Dutchess_III's avatar

@Cupcake Wow…..I totally don’t blame you for what you did. You’re right…naming the father would have kept him in your life for the rest of your life.

Cupcake's avatar

@Dutchess_III He has been in our lives. He shows up every few years. I’ve been in the psych ward from seeing him. My kid has been suicidal after he sent the kid a friend request on facebook. He prevented my husband from adopting my son.

Tying our family to him through money would have destroyed my family.

Thanks for your support. It hasn’t always been this clear to me. And we certainly could have used the money.

KNOWITALL's avatar

@Cupcake I know, and to a point, I agree, but lawyers are expensive and times are tough. Not seeing your child due to financial issues seems pretty harsh. Many times in my life I’d have welcomed a poor dad as opposed to no dad though.

I also think you did what you had to do to protect yourself and your child from a person you couldn’t trust. Bless your heart.

Cupcake's avatar

@KNOWITALL I know, easier said than done. I just really wonder how many dads who don’t have visitation (a) tried to get visitation through the court and (b) have no reason for visitation to be denied. I mean hard numbers, not anecdotes.

My kid has met the guy and knows he has my blessing to pursue a relationship if he desires once he is an adult. I think that his experience has been very different from yours. Seeing and hearing and smelling the guy does something. It creates a box in your mind into which you can put your feelings and questions. Otherwise you’re just floating and wondering.

Dutchess_III's avatar

Oh, @Cupcake~My heart goes out to you.

KNOWITALL's avatar

@Cupcake That would be interesting, unfortunately men are not always open about emotional thing’s like that, so it would be difficult to obtain that data I’d think.

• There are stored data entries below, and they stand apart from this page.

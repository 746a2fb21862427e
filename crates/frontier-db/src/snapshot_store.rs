//! World snapshot persistence.
//!
//! Each snapshot is one row of `world_state_snapshots`: the tick as primary
//! key, the world seed, and the full [`WorldSnapshot`] as JSONB. Writes are
//! idempotent per tick, so a retried save simply replaces the row.

use sqlx::PgPool;

use frontier_types::WorldSnapshot;

use crate::error::DbError;

/// Operations on the `world_state_snapshots` table.
pub struct SnapshotStore<'a> {
    pool: &'a PgPool,
}

impl<'a> SnapshotStore<'a> {
    /// Create a new snapshot store bound to a connection pool.
    pub const fn new(pool: &'a PgPool) -> Self {
        Self { pool }
    }

    /// Store a snapshot, replacing any existing row for the same tick.
    ///
    /// # Errors
    ///
    /// Returns [`DbError::Serialization`] if the snapshot cannot be encoded,
    /// [`DbError::OutOfRange`] if the tick does not fit a `BIGINT`, or
    /// [`DbError::Postgres`] if the insert fails.
    pub async fn save(&self, snapshot: &WorldSnapshot) -> Result<(), DbError> {
        let tick = i64::try_from(snapshot.tick)
            .map_err(|e| DbError::OutOfRange(format!("tick {}: {e}", snapshot.tick)))?;
        // The seed is stored bit-for-bit; the JSON copy stays authoritative.
        let seed = i64::from_ne_bytes(snapshot.seed.to_ne_bytes());
        let state = serde_json::to_value(snapshot)?;

        sqlx::query(
            r"INSERT INTO world_state_snapshots (tick, seed, state)
              VALUES ($1, $2, $3)
              ON CONFLICT (tick) DO UPDATE SET
                seed = EXCLUDED.seed,
                state = EXCLUDED.state,
                created_at = now()",
        )
        .bind(tick)
        .bind(seed)
        .bind(&state)
        .execute(self.pool)
        .await?;

        tracing::debug!(tick = snapshot.tick, "saved world snapshot");
        Ok(())
    }

    /// Load the snapshot with the highest tick, or `None` on an empty table.
    ///
    /// # Errors
    ///
    /// Returns [`DbError::Postgres`] if the query fails, or
    /// [`DbError::Serialization`] if the stored state does not decode.
    pub async fn load_latest(&self) -> Result<Option<WorldSnapshot>, DbError> {
        let row = sqlx::query_as::<_, WorldSnapshotRow>(
            r"SELECT tick, seed, state, created_at
              FROM world_state_snapshots
              ORDER BY tick DESC
              LIMIT 1",
        )
        .fetch_optional(self.pool)
        .await?;

        row.map(WorldSnapshotRow::into_snapshot).transpose()
    }

    /// Metadata of the most recent snapshots (newest first), without
    /// decoding their state.
    ///
    /// # Errors
    ///
    /// Returns [`DbError::Postgres`] if the query fails.
    pub async fn recent(&self, count: i64) -> Result<Vec<WorldSnapshotRow>, DbError> {
        let rows = sqlx::query_as::<_, WorldSnapshotRow>(
            r"SELECT tick, seed, state, created_at
              FROM world_state_snapshots
              ORDER BY tick DESC
              LIMIT $1",
        )
        .bind(count)
        .fetch_all(self.pool)
        .await?;

        Ok(rows)
    }

    /// Delete all but the newest `keep` snapshots. Returns the rows removed.
    ///
    /// # Errors
    ///
    /// Returns [`DbError::Postgres`] if the delete fails.
    pub async fn prune(&self, keep: i64) -> Result<u64, DbError> {
        let result = sqlx::query(
            r"DELETE FROM world_state_snapshots
              WHERE tick NOT IN (
                SELECT tick FROM world_state_snapshots ORDER BY tick DESC LIMIT $1
              )",
        )
        .bind(keep)
        .execute(self.pool)
        .await?;

        let removed = result.rows_affected();
        if removed > 0 {
            tracing::info!(removed, keep, "pruned old world snapshots");
        }
        Ok(removed)
    }
}

/// A row from the `world_state_snapshots` table.
#[derive(Debug, Clone, sqlx::FromRow)]
pub struct WorldSnapshotRow {
    /// Tick the snapshot was taken at.
    pub tick: i64,
    /// World seed, bit-cast to a signed integer.
    pub seed: i64,
    /// The full snapshot as JSON.
    pub state: serde_json::Value,
    /// When the row was written.
    pub created_at: chrono::DateTime<chrono::Utc>,
}

impl WorldSnapshotRow {
    /// Decode the stored state.
    ///
    /// # Errors
    ///
    /// Returns [`DbError::Serialization`] if the JSON is not a snapshot.
    pub fn into_snapshot(self) -> Result<WorldSnapshot, DbError> {
        Ok(serde_json::from_value(self.state)?)
    }
}

#[cfg(test)]
#[allow(clippy::unwrap_used)]
mod tests {
    use chrono::Utc;

    use super::*;

    fn row(state: serde_json::Value) -> WorldSnapshotRow {
        WorldSnapshotRow {
            tick: 5,
            seed: 42,
            state,
            created_at: Utc::now(),
        }
    }

    #[test]
    fn row_decodes_stored_snapshot() {
        let snapshot = WorldSnapshot {
            tick: 5,
            seed: 42,
            ..WorldSnapshot::default()
        };
        let decoded = row(serde_json::to_value(&snapshot).unwrap())
            .into_snapshot()
            .unwrap();
        assert_eq!(decoded.tick, 5);
        assert_eq!(decoded.seed, 42);
    }

    #[test]
    fn garbage_state_is_a_serialization_error() {
        let result = row(serde_json::json!({"tick": "five"})).into_snapshot();
        assert!(matches!(result, Err(DbError::Serialization(_))));
    }

    #[test]
    fn seed_bit_cast_round_trips() {
        let seed = u64::MAX - 3;
        let stored = i64::from_ne_bytes(seed.to_ne_bytes());
        assert_eq!(u64::from_ne_bytes(stored.to_ne_bytes()), seed);
    }
}
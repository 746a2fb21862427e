//! Deterministic randomness derived from the world seed.
//!
//! Anything random that must replay identically (seed drops, NPC patrol
//! waypoints, spawn placement) derives its value from the world seed, the
//! tick and optionally an entity id. The same inputs always produce the same
//! output.

use frontier_types::ResourceId;

/// Mix a world seed and a tick into a well-distributed 64-bit value.
///
/// Suitable for seeding a `rand` generator for one tick's worth of
/// decisions.
pub const fn tick_seed(world_seed: u64, tick: u64) -> u64 {
    xorshift64(world_seed.wrapping_add(tick.wrapping_mul(0x517c_c1b7_2722_0a95)))
}

/// A percentage roll in `0..100` for a resource at a tick.
pub fn resource_roll(resource: ResourceId, tick: u64, world_seed: u64) -> u32 {
    let (hi, lo) = resource.into_inner().as_u64_pair();
    let mixed = xorshift64(tick_seed(world_seed, tick) ^ hi ^ lo.rotate_left(17));
    let remainder = mixed.checked_rem(100).unwrap_or(0);
    u32::try_from(remainder).unwrap_or(0)
}

/// One round of `xorshift64`. Zero input is replaced by a fixed non-zero
/// state.
const fn xorshift64(input: u64) -> u64 {
    let mut state = if input == 0 {
        0xdead_beef_cafe_babe
    } else {
        input
    };
    state ^= state << 13;
    state ^= state >> 7;
    state ^= state << 17;
    state
}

Oh, I’ve met my dad, and I’ve lived ten minutes from him all my life and still now, we talked on the phone, he’s just not interested in a relationship with me. His own kids told me they didn’t grow up hearing ‘I love you’ from their parents and all he does is drink and go to Masonic meetings or something, so I know in my heart that I’m the lucky one to be with a mom who thinks I’m terrific…lol And of course my little mama had my undying devotion for all time!!

Blackberry's avatar

No, there are already parents that regret having their kids. Simply being vocal about not wanting a kid isn’t different.

People can change their minds, and it’s not uncommon for some men and women to not develop an attachment to the child right away.

snowberry's avatar

@Cupcake When you put it that way, of course not, but you didn’t mention that in your question. You also have to remember this is a question and answer site on the Internet, Nobody reads every past question, or all the comments, especially when it tends toward length such as this one is getting. I meant no harm. Peace!

I also don’t have the emotional energy to deal with people who take offense where none is intended. I’m out

drhat77's avatar

If the woman initially wanted to have an abortion, but then changed her mind, should she be forced to leave the child for adoption? Of course not. People react in a way they may regret later when finding out they’re going to be a parent. I think a moment of senselessness is to be expected with these things. I think if the father wants to be part of the child’s life that should be encouraged.

Patton's avatar

No. The guy’s top choice was to not have a kid. But his second choice was to spend time with his kid if he winds up with one anyway, which he did. Why should he be punished just because his order of preferences is not the same as the mother’s?

@snowberry “I also don’t have the emotional energy to deal with people who take offense where none is intended.” Then how do you deal with yourself?

Hypocrisy_Central's avatar

NOPE! That baby is part his.

Dutchess_III's avatar

No. The idea, the concept, of having a baby is much, much different than actually holding a warm little baby in your arms!

Where did that attack on @snowberry come from @Patton?